Records excerpted from a collection:

---+---

//! Calendar arithmetic for due dates.
//!
//! Everything here is pure except [`today`], which reads the wall clock. Due
//! dates travel through the app as ISO strings (`2024-02-25`), so the parsing
//! helpers are deliberately forgiving: anything unparseable becomes `None` and
//! the classifier downstream falls back to a neutral rendering.

use time::{
    format_description::well_known::Rfc3339, macros::format_description, util, Date, Month,
    OffsetDateTime, Time,
};

const MILLIS_PER_DAY: i128 = 86_400_000;

/// Whole calendar days from `today` to `target`.
///
/// Same day is `0`, tomorrow `1`, yesterday `-1`.
pub fn day_offset(target: Date, today: Date) -> i64 {
    (target - today).whole_days()
}

/// Day offset for a timestamped target.
///
/// `now` is first normalized to its own midnight; the remaining difference is
/// rounded up. Today's midnight is `0`, anything after it up to and including
/// tomorrow's midnight is `1`.
pub fn day_offset_at(target: OffsetDateTime, now: OffsetDateTime) -> i64 {
    let midnight = now.replace_time(Time::MIDNIGHT);
    let millis = (target - midnight).whole_milliseconds();
    ceil_div(millis, MILLIS_PER_DAY) as i64
}

fn ceil_div(value: i128, divisor: i128) -> i128 {
    // Integer division truncates toward zero, which already is the ceiling for negatives.
    let quotient = value / divisor;
    if value % divisor > 0 {
        quotient + 1
    } else {
        quotient
    }
}

/// A due date as entered: a calendar day or an exact instant.
#[derive(Debug, Clone, Copy, PartialEq, Eq)]
pub enum DueDate {
    Day(Date),
    At(OffsetDateTime),
}

impl DueDate {
    pub fn date(&self) -> Date {
        match self {
            DueDate::Day(date) => *date,
            DueDate::At(instant) => instant.date(),
        }
    }

    /// Days until this due date. Instants count from `today`'s midnight in
    /// their own offset and round up, see [`day_offset_at`].
    pub fn offset_from(&self, today: Date) -> i64 {
        match self {
            DueDate::Day(date) => day_offset(*date, today),
            DueDate::At(instant) => {
                day_offset_at(*instant, today.midnight().assume_offset(instant.offset()))
            }
        }
    }
}

/// Parse `YYYY-MM-DD` as a day or an RFC 3339 timestamp as an instant.
pub fn parse_due(raw: &str) -> Option<DueDate> {
    let trimmed = raw.trim();
    if trimmed.is_empty() {
        return None;
    }
    Date::parse(trimmed, &format_description!("[year]-[month]-[day]"))
        .map(DueDate::Day)
        .ok()
        .or_else(|| OffsetDateTime::parse(trimmed, &Rfc3339).ok().map(DueDate::At))
}

/// Calendar day of a due date from `YYYY-MM-DD` or an RFC 3339 timestamp.
pub fn parse_due_date(raw: &str) -> Option<Date> {
    parse_due(raw).map(|due| due.date())
}

/// ISO representation used by the task board and the date input.
pub fn iso_date(date: Date) -> String {
    date.format(&format_description!("[year]-[month]-[day]"))
        .unwrap_or_default()
}

/// Local calendar date, or the UTC date when the local offset is unknown.
pub fn today() -> Date {
    OffsetDateTime::now_local()
        .unwrap_or_else(|_| OffsetDateTime::now_utc())
        .date()
}

/// A calendar month, the page unit of the calendar view.
#[derive(Debug, Clone, Copy, PartialEq, Eq, Hash)]
pub struct YearMonth {
    pub year: i32,
    pub month: Month,
}

impl YearMonth {
    pub fn new(year: i32, month: Month) -> Self {
        Self { year, month }
    }

    pub fn of(date: Date) -> Self {
        Self::new(date.year(), date.month())
    }

    pub fn first_day(&self) -> Option<Date> {
        Date::from_calendar_date(self.year, self.month, 1).ok()
    }

    pub fn days(&self) -> u8 {
        days_in_month(self.year, self.month)
    }

    pub fn contains(&self, date: Date) -> bool {
        date.year() == self.year && date.month() == self.month
    }

    pub fn next(self) -> Self {
        match self.month {
            Month::December => Self::new(self.year + 1, Month::January),
            month => Self::new(self.year, month.next()),
        }
    }

    pub fn previous(self) -> Self {
        match self.month {
            Month::January => Self::new(self.year - 1, Month::December),
            month => Self::new(self.year, month.previous()),
        }
    }

    /// Header label such as `February 2024`.
    pub fn label(&self) -> String {
        self.first_day()
            .and_then(|first| {
                first
                    .format(&format_description!("[month repr:long] [year]"))
                    .ok()
            })
            .unwrap_or_else(|| format!("{} {}", self.month, self.year))
    }
}

pub fn days_in_month(year: i32, month: Month) -> u8 {
    util::days_in_year_month(year, month)
}

/// Cells of a Sunday-first month view.
///
/// Blanks (`None`) pad the week before the 1st and after the last day, so the
/// length is always a multiple of seven.
pub fn month_grid(month: YearMonth) -> Vec<Option<Date>> {
    let Some(first) = month.first_day() else {
        return Vec::new();
    };
    let leading = usize::from(first.weekday().number_days_from_sunday());
    let mut cells = vec![None; leading];
    cells.extend(
        (1..=month.days())
            .filter_map(|day| Date::from_calendar_date(month.year, month.month, day).ok())
            .map(Some),
    );
    let weeks = cells.len().div_ceil(7);
    cells.resize(weeks * 7, None);
    cells
}

/// Anything that can stand in for a due date.
///
/// `None` from [`DueDateLike::due_date`] is the "invalid date" case.
pub trait DueDateLike {
    fn due_date(&self) -> Option<DueDate>;
}

impl DueDateLike for DueDate {
    fn due_date(&self) -> Option<DueDate> {
        Some(*self)
    }
}

impl DueDateLike for Date {
    fn due_date(&self) -> Option<DueDate> {
        Some(DueDate::Day(*self))
    }
}

impl DueDateLike for OffsetDateTime {
    fn due_date(&self) -> Option<DueDate> {
        Some(DueDate::At(*self))
    }
}

impl DueDateLike for Option<Date> {
    fn due_date(&self) -> Option<DueDate> {
        self.map(DueDate::Day)
    }
}

impl DueDateLike for str {
    fn due_date(&self) -> Option<DueDate> {
        parse_due(self)
    }
}

impl DueDateLike for String {
    fn due_date(&self) -> Option<DueDate> {
        parse_due(self)
    }
}

impl<T: DueDateLike + ?Sized> DueDateLike for &T {
    fn due_date(&self) -> Option<DueDate> {
        (**self).due_date()
    }
}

---+---

REQUIREMENT -> Set down, unchanged, only those lines above that fall between the line with "days_in_month(self.year, self.month)" and the line with "Month::December => Self::new(self.year", the two end lines included.

RESULT FOR THIS TASK ->
        days_in_month(self.year, self.month)
    }

    pub fn contains(&self, date: Date) -> bool {
        date.year() == self.year && date.month() == self.month
    }

    pub fn next(self) -> Self {
        match self.month {
            Month::December => Self::new(self.year + 1, Month::January),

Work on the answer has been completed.